Now Moabite raiders used to come into the land in the spring of the year. Once, as the Israelites were burying a man, suddenly they saw a raiding party, so they threw the man into Elisha’s tomb. When he touched Elisha’s bones, the man revived and stood up!
—2 Kings 13:20-21 (CSBA)
The two most pressing questions are:
- Why did this happen?
- Why is this here?
It is entirely natural to jump into the commentaries to try and figure it out. Unfortunately, they all seem to disagree with one another!
There are those commentators who just think the episode is entirely nuts and, therefore, should probably be rejected as genuine. Typical of such views is Raymond Calkins (as quoted by Dale Ralph Davis):
The story recounted in vs. 21 is without parallel in Scripture. Nowhere else do we find even a hint of magic power in the bones of the dead. It is a relic of superstitious belief which somehow crept into the tradition concerning Elisha. But it is at least token of our awareness that in death we have dealings with eternity. To be quickened by contact with the living soul of a holy man, though he were dead, is one thing. For a man to come to life because his dead body touched the bones of a saint is something which finds no warrant elsewhere in what we are taught in the Bible of the ways of God.
So, there you have it. This is just a bogus story, God doesn’t work this way, strike it from the record. Needless to say, without any manuscript evidence to reject it, anybody who takes biblical inspiration, infallibility and inerrancy at all seriously will not find this a particularly compelling answer to a tricky episode.
Amongst those less inclined to reject it as some fanciful extra-biblical addition, theories vary. There are those who do very little to help us address those two key questions and content themselves with making bare observations. Typifying this approach is Paul House:
Not even death stops this prophet’s ministry. His predictions about Syria’s defeat live on, of course, as do his miraculous powers… This final Elisha story provides a fitting summary of the prophet and his ministry. Long says, “As he was a man of power in life (chaps. 2-7), moving and persuasive even in stories told about him (2 Kgs 8:1-6 ), so now his awesome powers continue working in death, confirming the prophet and foreshadowing the victory to come.” Elijah has gone to heaven without dying; Elisha has kept giving Israel life after he has died.

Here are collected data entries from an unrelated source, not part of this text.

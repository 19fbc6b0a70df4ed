//! # itemapi-domain
//!
//! Pure domain model for the itemapi service.
//!
//! ## Responsibilities
//! - Foundational types: the typed [`ItemId`](id::ItemId) and the
//!   [`ValidationError`](error::ValidationError) convention
//! - Define the **Item** resource (`id`, `name`, `value`)
//! - Enforce the shape invariant: an item exists only when every field is
//!   present and type-correct
//!
//! ## Dependency rule
//! This crate has **no internal dependencies**.
//! It must never import anything from adapters or IO crates.

pub mod error;
pub mod id;

pub mod item;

This approach only begins to approach the ‘why did this happen?’ question and doesn’t really get us very far in answering ‘why is this here?’ It feels like it makes legitimate and reasonable observations, but contents itself to say no more than that.
Iain Provan goes to more trouble to move beyond mere observation and offers a specific answer to our two questions by reiterating the details and making similar observations to House and then asking, ‘But why should we be told this here? What is the point?’ He first roots the text in the wider covenantal context arguing that ‘God was unwilling to destroy Israel because of Abraham and was “unwilling to destroy” Judah because of David… The two kingdoms are ultimately being treated by God in the same way, whatever the apparent differences we have perceived thus far between them.’ God would not cut off Israel for Abraham’s sake and would not cut of Judah for David’s sake. This section of the narrative is immediately followed by the incident with Elisha’s bones. Provan then argues:
The connection between this story and the verses that follow seems to lie in the use in verse 21 of that same verb ŝlk that is found in verse 23 and in 2 Kings 17:20 . The Israelites “throw” the body (presumably unwillingly) into the tomb; God unwillingly “throws” Israel into exile. The point appears to be this: Elisha, the great protector of Israel, is dead. His was an age when “God saved” Israel (cf. the Hb. root yšc underlying the name “Elisha” and the words “deliverer” in v. 5 and “victory” in v. 17), even in the midst of great sin (cf. 13:1-7, 14-19). With the passing of that era, Israel has entered a time in which devastating judgement will not long be held at bay. They are shortly to enter the tomb of exile, to be cast out of God’s presence with not so much as a remnant left… Yet even in exile, there is hope. If contact with the great prophets of the past is maintained, through obedience to their teachings (we presume), death may yet be followed by unexpected resurrection (cf. Ezek. 37:1-14 ), defeat by victory.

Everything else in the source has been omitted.